| Work to complete |
Your answer should contain each record from the listing, repeated exactly.

| Records for processing |

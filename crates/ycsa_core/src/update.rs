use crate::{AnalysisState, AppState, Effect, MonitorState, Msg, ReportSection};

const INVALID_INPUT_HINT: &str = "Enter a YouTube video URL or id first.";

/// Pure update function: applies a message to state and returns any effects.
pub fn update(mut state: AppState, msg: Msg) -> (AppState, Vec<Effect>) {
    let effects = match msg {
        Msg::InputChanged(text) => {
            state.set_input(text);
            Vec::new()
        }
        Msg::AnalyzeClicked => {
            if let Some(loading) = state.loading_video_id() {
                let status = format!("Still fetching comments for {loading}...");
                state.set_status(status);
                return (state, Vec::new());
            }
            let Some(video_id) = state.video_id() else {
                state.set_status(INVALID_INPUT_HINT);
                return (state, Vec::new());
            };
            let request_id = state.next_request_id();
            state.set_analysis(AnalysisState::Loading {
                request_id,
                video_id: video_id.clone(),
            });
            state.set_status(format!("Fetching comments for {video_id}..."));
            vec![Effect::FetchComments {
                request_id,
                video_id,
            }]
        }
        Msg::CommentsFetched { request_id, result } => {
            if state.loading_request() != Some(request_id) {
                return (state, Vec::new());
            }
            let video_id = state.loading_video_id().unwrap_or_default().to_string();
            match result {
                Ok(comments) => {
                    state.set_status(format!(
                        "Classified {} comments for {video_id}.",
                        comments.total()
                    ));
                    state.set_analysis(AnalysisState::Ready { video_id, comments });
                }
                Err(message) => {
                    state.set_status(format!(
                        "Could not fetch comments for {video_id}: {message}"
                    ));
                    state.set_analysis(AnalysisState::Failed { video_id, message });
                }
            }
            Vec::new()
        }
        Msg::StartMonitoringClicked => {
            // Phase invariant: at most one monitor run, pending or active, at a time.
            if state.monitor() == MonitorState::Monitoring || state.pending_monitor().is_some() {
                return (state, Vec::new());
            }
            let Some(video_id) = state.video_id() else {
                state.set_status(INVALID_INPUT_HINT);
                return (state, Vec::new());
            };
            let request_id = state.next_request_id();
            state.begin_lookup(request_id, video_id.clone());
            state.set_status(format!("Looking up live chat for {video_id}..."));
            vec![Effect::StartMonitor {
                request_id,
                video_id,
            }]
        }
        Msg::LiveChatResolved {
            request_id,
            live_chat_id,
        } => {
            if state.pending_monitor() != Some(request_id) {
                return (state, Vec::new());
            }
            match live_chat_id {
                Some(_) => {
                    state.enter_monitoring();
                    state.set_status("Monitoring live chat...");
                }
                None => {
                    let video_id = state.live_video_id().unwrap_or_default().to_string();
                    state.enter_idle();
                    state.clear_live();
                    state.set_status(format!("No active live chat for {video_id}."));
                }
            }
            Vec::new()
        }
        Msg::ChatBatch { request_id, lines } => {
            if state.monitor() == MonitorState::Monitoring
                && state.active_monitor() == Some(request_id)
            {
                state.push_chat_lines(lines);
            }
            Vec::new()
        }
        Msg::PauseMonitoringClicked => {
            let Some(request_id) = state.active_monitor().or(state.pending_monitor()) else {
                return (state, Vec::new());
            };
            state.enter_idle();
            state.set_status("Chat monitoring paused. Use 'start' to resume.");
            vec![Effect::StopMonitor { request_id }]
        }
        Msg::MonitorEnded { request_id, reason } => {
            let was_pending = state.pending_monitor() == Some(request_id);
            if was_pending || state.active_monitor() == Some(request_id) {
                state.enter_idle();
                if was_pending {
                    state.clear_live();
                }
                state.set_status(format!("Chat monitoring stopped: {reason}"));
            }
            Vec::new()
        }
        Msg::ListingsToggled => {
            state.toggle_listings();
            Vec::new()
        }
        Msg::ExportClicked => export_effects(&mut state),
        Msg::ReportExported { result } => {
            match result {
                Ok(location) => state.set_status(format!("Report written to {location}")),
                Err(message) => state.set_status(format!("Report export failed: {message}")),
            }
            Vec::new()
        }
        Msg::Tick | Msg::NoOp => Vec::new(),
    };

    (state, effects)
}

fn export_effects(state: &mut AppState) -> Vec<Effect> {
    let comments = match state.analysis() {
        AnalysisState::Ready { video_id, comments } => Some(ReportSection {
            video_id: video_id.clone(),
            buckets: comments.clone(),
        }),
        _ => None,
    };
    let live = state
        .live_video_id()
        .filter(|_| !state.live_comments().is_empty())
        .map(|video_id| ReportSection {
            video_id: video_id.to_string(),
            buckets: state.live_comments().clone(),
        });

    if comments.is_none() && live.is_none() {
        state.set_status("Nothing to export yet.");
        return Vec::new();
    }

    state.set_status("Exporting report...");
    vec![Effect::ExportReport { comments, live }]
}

| Your solution |
filename crates/ycsa_core/src/update.rs
use crate::{AnalysisState, AppState, Effect, MonitorState, Msg, ReportSection};

const INVALID_INPUT_HINT: &str = "Enter a YouTube video URL or id first.";

/// Pure update function: applies a message to state and returns any effects.
pub fn update(mut state: AppState, msg: Msg) -> (AppState, Vec<Effect>) {
    let effects = match msg {
        Msg::InputChanged(text) => {
            state.set_input(text);
            Vec::new()
        }
        Msg::AnalyzeClicked => {
            if let Some(loading) = state.loading_video_id() {
                let status = format!("Still fetching comments for {loading}...");
                state.set_status(status);
                return (state, Vec::new());
            }
            let Some(video_id) = state.video_id() else {
                state.set_status(INVALID_INPUT_HINT);
                return (state, Vec::new());
            };
            let request_id = state.next_request_id();
            state.set_analysis(AnalysisState::Loading {
                request_id,
                video_id: video_id.clone(),
            });
            state.set_status(format!("Fetching comments for {video_id}..."));
            vec![Effect::FetchComments {
                request_id,
                video_id,
            }]
        }
        Msg::CommentsFetched { request_id, result } => {
            if state.loading_request() != Some(request_id) {
                return (state, Vec::new());
            }
            let video_id = state.loading_video_id().unwrap_or_default().to_string();
            match result {
                Ok(comments) => {
                    state.set_status(format!(
                        "Classified {} comments for {video_id}.",
                        comments.total()
                    ));
                    state.set_analysis(AnalysisState::Ready { video_id, comments });
                }
                Err(message) => {
                    state.set_status(format!(
                        "Could not fetch comments for {video_id}: {message}"
                    ));
                    state.set_analysis(AnalysisState::Failed { video_id, message });
                }
            }
            Vec::new()
        }
        Msg::StartMonitoringClicked => {
            // Phase invariant: at most one monitor run, pending or active, at a time.
            if state.monitor() == MonitorState::Monitoring || state.pending_monitor().is_some() {
                return (state, Vec::new());
            }
            let Some(video_id) = state.video_id() else {
                state.set_status(INVALID_INPUT_HINT);
                return (state, Vec::new());
            };
            let request_id = state.next_request_id();
            state.begin_lookup(request_id, video_id.clone());
            state.set_status(format!("Looking up live chat for {video_id}..."));
            vec![Effect::StartMonitor {
                request_id,
                video_id,
            }]
        }
        Msg::LiveChatResolved {
            request_id,
            live_chat_id,
        } => {
            if state.pending_monitor() != Some(request_id) {
                return (state, Vec::new());
            }
            match live_chat_id {
                Some(_) => {
                    state.enter_monitoring();
                    state.set_status("Monitoring live chat...");
                }
                None => {
                    let video_id = state.live_video_id().unwrap_or_default().to_string();
                    state.enter_idle();
                    state.clear_live();
                    state.set_status(format!("No active live chat for {video_id}."));
                }
            }
            Vec::new()
        }
        Msg::ChatBatch { request_id, lines } => {
            if state.monitor() == MonitorState::Monitoring
                && state.active_monitor() == Some(request_id)
            {
                state.push_chat_lines(lines);
            }
            Vec::new()
        }
        Msg::PauseMonitoringClicked => {
            let Some(request_id) = state.active_monitor().or(state.pending_monitor()) else {
                return (state, Vec::new());
            };
            state.enter_idle();
            state.set_status("Chat monitoring paused. Use 'start' to resume.");
            vec![Effect::StopMonitor { request_id }]
        }
        Msg::MonitorEnded { request_id, reason } => {
            let was_pending = state.pending_monitor() == Some(request_id);
            if was_pending || state.active_monitor() == Some(request_id) {
                state.enter_idle();
                if was_pending {
                    state.clear_live();
                }
                state.set_status(format!("Chat monitoring stopped: {reason}"));
            }
            Vec::new()
        }
        Msg::ListingsToggled => {
            state.toggle_listings();
            Vec::new()
        }
        Msg::ExportClicked => export_effects(&mut state),
        Msg::ReportExported { result } => {
            match result {
                Ok(location) => state.set_status(format!("Report written to {location}")),
                Err(message) => state.set_status(format!("Report export failed: {message}")),
            }
            Vec::new()
        }
        Msg::Tick | Msg::NoOp => Vec::new(),
    };

    (state, effects)
}

fn export_effects(state: &mut AppState) -> Vec<Effect> {
    let comments = match state.analysis() {
        AnalysisState::Ready { video_id, comments } => Some(ReportSection {
            video_id: video_id.clone(),
            buckets: comments.clone(),
        }),
        _ => None,
    };
    let live = state
        .live_video_id()
        .filter(|_| !state.live_comments().is_empty())
        .map(|video_id| ReportSection {
            video_id: video_id.to_string(),
            buckets: state.live_comments().clone(),
        });

    if comments.is_none() && live.is_none() {
        state.set_status("Nothing to export yet.");
        return Vec::new();
    }

    state.set_status("Exporting report...");
    vec![Effect::ExportReport { comments, live }]
}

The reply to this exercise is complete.